I had a small excavator dig a flat pad. They had to go down as much as 6’ into the side of a hill. It’s all clay, and there were big stones that had to be moved.
The plan is a 12x18 A-frame on 6x6” treated posts. As I dug the first two holes, there were massive stones just a foot down. At that point, soil disturbance and getting another excavator for ten holes wasn’t an option.
In Ohio, we have 100 year old corn cribs still standing on stones, so i decided to build on top of the ground. And figure I can shim the cabin as time progresses.
I spent a few weeks with my tractor, grading, packing, and drying out the clay(letting it settle).

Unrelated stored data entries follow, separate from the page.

//! Error types for the IPAM DNS backend
//!
//! Vendor-store failures carry the object type (or reference) they were
//! issued against together with the raw response content and status code.

use thiserror::Error;

/// Result type alias for backend operations
pub type Result<T> = std::result::Result<T, Error>;

/// Core error type for the IPAM DNS backend
#[derive(Error, Debug)]
pub enum Error {
    /// The backend cannot serve the request right now
    #[error("The service is unavailable: {0}")]
    ServiceUnavailable(String),

    /// No capacity left to serve the request (e.g. no serving member)
    #[error("Resource exhausted: {0}")]
    ResourceExhausted(String),

    /// A query against the object store failed
    #[error("Cannot search '{objtype}' object(s): {content} [code {code}]")]
    SearchError {
        /// Vendor object type that was queried
        objtype: String,
        /// Raw response content
        content: String,
        /// Response status code
        code: u16,
    },

    /// The object store refused to create an object
    #[error("Cannot create '{objtype}' object(s): {content} [code {code}]")]
    CannotCreateObject {
        /// Vendor object type that was created
        objtype: String,
        /// Raw response content
        content: String,
        /// Response status code
        code: u16,
    },

    /// The object store refused to delete an object
    #[error("Cannot delete object with ref {reference}: {content} [code {code}]")]
    CannotDeleteObject {
        /// Opaque object reference
        reference: String,
        /// Raw response content
        content: String,
        /// Response status code
        code: u16,
    },

    /// The object store refused to update an object
    #[error("Cannot update object with ref {reference}: {content} [code {code}]")]
    CannotUpdateObject {
        /// Opaque object reference
        reference: String,
        /// Raw response content
        content: String,
        /// Response status code
        code: u16,
    },

    /// A server-side function call on an object failed
    #[error(
        "Error occurred during function's '{func_name}' call: ref {reference}: {content} [code {code}]"
    )]
    FunctionCall {
        /// Name of the invoked function
        func_name: String,
        /// Opaque object reference
        reference: String,
        /// Raw response content
        content: String,
        /// Response status code
        code: u16,
    },

    /// A vendor payload could not be interpreted
    #[error("Object cannot be parsed: {0}")]
    ObjectParsing(String),

    /// Required connection settings are missing
    #[error("IPAM is misconfigured: {0}")]
    Misconfigured(String),

    /// Configuration errors
    #[error("Configuration error: {0}")]
    Config(String),

    /// Record type outside of the supported set
    #[error("Unknown record type: {0}")]
    UnknownRecordType(String),

    /// Invalid input
    #[error("Invalid input: {0}")]
    InvalidInput(String),

    /// Transport-level HTTP errors
    #[error("HTTP error: {0}")]
    Http(String),

    /// JSON serialization/deserialization errors
    #[error("JSON error: {0}")]
    Json(#[from] serde_json::Error),

    /// Generic error with context
    #[error("{0}")]
    Other(String),
}

impl Error {
    /// Create a service-unavailable error
    pub fn service_unavailable(msg: impl Into<String>) -> Self {
        Self::ServiceUnavailable(msg.into())
    }

    /// The error raised when no appliance member can serve a zone
    pub fn no_member_available() -> Self {
        Self::ResourceExhausted("No IPAM member is available".to_string())
    }

    /// Create a search error
    pub fn search(objtype: impl Into<String>, content: impl Into<String>, code: u16) -> Self {
        Self::SearchError {
            objtype: objtype.into(),
            content: content.into(),
            code,
        }
    }

    /// Create a cannot-create error
    pub fn cannot_create(objtype: impl Into<String>, content: impl Into<String>, code: u16) -> Self {
        Self::CannotCreateObject {
            objtype: objtype.into(),
            content: content.into(),
            code,
        }
    }

    /// Create a cannot-delete error
    pub fn cannot_delete(reference: impl Into<String>, content: impl Into<String>, code: u16) -> Self {
        Self::CannotDeleteObject {
            reference: reference.into(),
            content: content.into(),
            code,
        }
    }

    /// Create a cannot-update error
    pub fn cannot_update(reference: impl Into<String>, content: impl Into<String>, code: u16) -> Self {
        Self::CannotUpdateObject {
            reference: reference.into(),
            content: content.into(),
            code,
        }
    }

    /// Create an object parsing error
    pub fn object_parsing(msg: impl Into<String>) -> Self {
        Self::ObjectParsing(msg.into())
    }

    /// Create a misconfiguration error
    pub fn misconfigured(msg: impl Into<String>) -> Self {
        Self::Misconfigured(msg.into())
    }

    /// Create a configuration error
    pub fn config(msg: impl Into<String>) -> Self {
        Self::Config(msg.into())
    }

    /// Create an invalid input error
    pub fn invalid_input(msg: impl Into<String>) -> Self {
        Self::InvalidInput(msg.into())
    }

    /// Create an HTTP error
    pub fn http(msg: impl Into<String>) -> Self {
        Self::Http(msg.into())
    }

    /// `true` for `ServiceUnavailable` and its `ResourceExhausted` specialization
    pub fn is_service_unavailable(&self) -> bool {
        matches!(self, Self::ServiceUnavailable(_) | Self::ResourceExhausted(_))
    }

    /// Vendor response content and code, for errors that carry them
    pub fn vendor_response(&self) -> Option<(&str, u16)> {
        match self {
            Self::SearchError { content, code, .. }
            | Self::CannotCreateObject { content, code, .. }
            | Self::CannotDeleteObject { content, code, .. }
            | Self::CannotUpdateObject { content, code, .. }
            | Self::FunctionCall { content, code, .. } => Some((content.as_str(), *code)),
            _ => None,
        }
    }
}

/// Helper for converting anyhow::Error to our Error type
impl From<anyhow::Error> for Error {
    fn from(err: anyhow::Error) -> Self {
        Self::Other(err.to_string())
    }
}

#[cfg(test)]
mod tests {
    use super::*;

    #[test]
    fn resource_exhausted_is_a_service_unavailable() {
        assert!(Error::no_member_available().is_service_unavailable());
        assert!(Error::service_unavailable("down").is_service_unavailable());
        assert!(!Error::config("x").is_service_unavailable());
    }

    #[test]
    fn vendor_errors_render_content_and_code() {
        let err = Error::cannot_create("record:a", "{\"Error\": \"dup\"}", 400);
        assert_eq!(
            err.to_string(),
            "Cannot create 'record:a' object(s): {\"Error\": \"dup\"} [code 400]"
        );
        assert_eq!(err.vendor_response(), Some(("{\"Error\": \"dup\"}", 400)));

        let err = Error::cannot_delete("zone_auth/ZG5z:example.com", "gone", 404);
        assert!(err.to_string().contains("ref zone_auth/ZG5z:example.com"));
        assert!(Error::misconfigured("no url").vendor_response().is_none());
    }
}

I used a transit.
I laid down landscape fabric, 6”+ of limestone (304s).
I modified a 55 gallon drum and poured ten, 22 1/2” piers(240 lbs each) with light rebar(fencing).
Using a transit, levels, string I placed each one and am letting them settle for a while then rechecking them in a couple of weeks.
Am I thinking right, given what I have to work with? I’m sure it will move some, but should be fixable over time with a jack and some creativity.
The cabin will cantilever a foot over the piers, so the piers and ground below it should always stay dry.
First time building a cabin, and really want to do it all myself. I’m building it in my shop, then bringing it out as a kit.
Any pointers without changing the plan entirely? Thanks!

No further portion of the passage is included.